Cavity Problems

By Jitender Singh on Feb 02, 2023

Problems on Centre of Mass

Problem (JEE Mains 2007): A circular disc of radius $r$ is removed from a bigger circular disc of radius $2r$ such that the circumferences of the discs coincide. The centre of mass of the new disc is $\alpha r$ from the centre of the bigger disc. The value of $\alpha$ is

Solution: Let $\sigma$ be the surface mass density. The mass of the complete disc is $m_0=4\pi r^2\sigma$, the mass of the removed disc is $m_1=\pi r^2\sigma$, and the mass of the remaining disc (shaded portion) is $m_2=m_0-m_1=3\pi r^2\sigma$.

The centre of the complete disc is $\mathrm{C_0}$ and the centre of the removed disc is $\mathrm{C_1}$. Let $\mathrm{C_0}$ be the origin and $x$-axis be towards $\mathrm{C_1}$. The centre of mass of the complete disc, removed disc, and remaining disc are at $\mathrm{C_0}$, $\mathrm{C_1}$, and $\mathrm{C_2}$. The coordinates of these points are $x_0=0$, $x_1=r$, and $x_2=-\alpha r$.

The complete disc comprises of "removed disc and remaining disc". Its centre of mass is the same as the centre of mass of the "removed disc and remaining disc" i.e., \begin{align} x_0&=\frac{m_1x_1+m_2x_2}{m_1+m_2} \\ &=\frac{(\pi r^2\sigma) (r)+(3\pi r^2\sigma) (-\alpha r)}{4\pi r^2\sigma} \nonumber\\ &=\frac{(1-3\alpha)r}{4}\\ &=0. \nonumber \end{align} Note that $x_0=0$. Thus, $\alpha=1/3$.

Problem (IIT JEE 1980): A circular plate of uniform thickness has a diameter of 56 cm. A circular portion of diameter 42 cm is removed from one edge of the plate as shown in the figure. Find the position of the centre of mass of the remaining portion.
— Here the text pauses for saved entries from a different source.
//! Zip archive input and output.
//!
//! A task-data archive holds `TASKDATA/TASKDATA.XML`. Anything else is
//! treated as a zipped shapefile set: the members are extracted to a scoped
//! temporary directory and handed to the shapefile reader.

use std::fs::File;
use std::io::{Read, Write};
use std::path::{Path, PathBuf};

use anyhow::{bail, Context, Result};
use zip::result::ZipError;
use zip::write::SimpleFileOptions;
use zip::{ZipArchive, ZipWriter};

use crate::io::{shp, xml};
use crate::model::FarmDb;

pub(crate) const TASKDATA_ENTRY: &str = "TASKDATA/TASKDATA.XML";

/// Read task data out of a zip archive.
pub fn read_archive(path: &Path) -> Result<FarmDb> {
    let file = File::open(path).with_context(|| format!("cannot open {}", path.display()))?;
    let mut archive =
        ZipArchive::new(file).with_context(|| format!("cannot read zip {}", path.display()))?;

    match archive.by_name(TASKDATA_ENTRY) {
        Ok(mut entry) => {
            let mut text = String::new();
            entry
                .read_to_string(&mut text)
                .with_context(|| format!("{}: cannot extract {TASKDATA_ENTRY}", path.display()))?;
            return xml::read_str(&text)
                .with_context(|| format!("{}:{TASKDATA_ENTRY}", path.display()));
        }
        Err(ZipError::FileNotFound) => {}
        Err(e) => {
            return Err(e).with_context(|| format!("{}: cannot read {TASKDATA_ENTRY}", path.display()))
        }
    }

    read_zipped_shapefile(path, &mut archive)
}

fn read_zipped_shapefile(path: &Path, archive: &mut ZipArchive<File>) -> Result<FarmDb> {
    let entries = archive.len();
    if entries < 3 {
        bail!("{}: zip contains too few entries", path.display());
    }
    if entries > 8 {
        bail!("{}: zip contains too many entries", path.display());
    }

    let mut names: Vec<String> = Vec::with_capacity(entries);
    for i in 0..entries {
        names.push(archive.by_index(i)?.name().to_string());
    }
    let shp_name = names
        .iter()
        .find(|n| Path::new(n).extension().is_some_and(|e| e == "shp"))
        .cloned()
        .ok_or_else(|| anyhow::anyhow!("{}: cannot find a .shp entry", path.display()))?;

    let sibling = |ext: &str| -> String {
        Path::new(&shp_name)
            .with_extension(ext)
            .to_string_lossy()
            .into_owned()
    };
    let shx_name = sibling("shx");
    let dbf_name = sibling("dbf");
    if !names.contains(&shx_name) || !names.contains(&dbf_name) {
        bail!("{}: cannot find the .shx and .dbf entries", path.display());
    }

    let tmp = tempfile::tempdir().context("cannot create temporary directory")?;
    let stem = Path::new(&shp_name)
        .file_stem()
        .map(|s| s.to_string_lossy().into_owned())
        .unwrap_or_else(|| "shapes".to_string());
    let out_base = tmp.path().join(stem);

    let mut extract = |entry: &str, ext: &str| -> Result<PathBuf> {
        let out_path = out_base.with_extension(ext);
        let mut entry = archive
            .by_name(entry)
            .with_context(|| format!("{}: cannot read entry {entry}", path.display()))?;
        let mut out = File::create(&out_path)
            .with_context(|| format!("cannot create {}", out_path.display()))?;
        std::io::copy(&mut entry, &mut out)
            .with_context(|| format!("cannot extract to {}", out_path.display()))?;
        Ok(out_path)
    };

    let out_shp = extract(&shp_name, "shp")?;
    extract(&shx_name, "shx")?;
    extract(&dbf_name, "dbf")?;
    for ext in ["prj", "cpg"] {
        let name = sibling(ext);
        if names.contains(&name) {
            extract(&name, ext)?;
        }
    }

    // The temp directory lives until this returns; the model owns no files.
    shp::read_shapefile(&out_shp)
}

/// Write an XML document as the single `TASKDATA/TASKDATA.XML` entry.
pub fn write_archive(path: &Path, document: &[u8]) -> Result<()> {
    let file = File::create(path).with_context(|| format!("cannot write {}", path.display()))?;
    let mut writer = ZipWriter::new(file);
    writer
        .start_file(TASKDATA_ENTRY, SimpleFileOptions::default())
        .with_context(|| format!("{}: cannot start {TASKDATA_ENTRY}", path.display()))?;
    writer
        .write_all(document)
        .with_context(|| format!("{}: cannot write {TASKDATA_ENTRY}", path.display()))?;
    writer
        .finish()
        .with_context(|| format!("{}: cannot finish archive", path.display()))?;
    Ok(())
}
Solution: The radius of the circular plate is $r_2=56/2=28$ cm and that of the removed circular portion is $r_1=42/2=21$ cm. Let $\mathrm{C_0}$ be the centre of mass of the original circular plate, $\mathrm{C_1}$ be the centre of mass of the removed circular portion, and $\mathrm{C_2}$ be the centre of mass of the remaining portion.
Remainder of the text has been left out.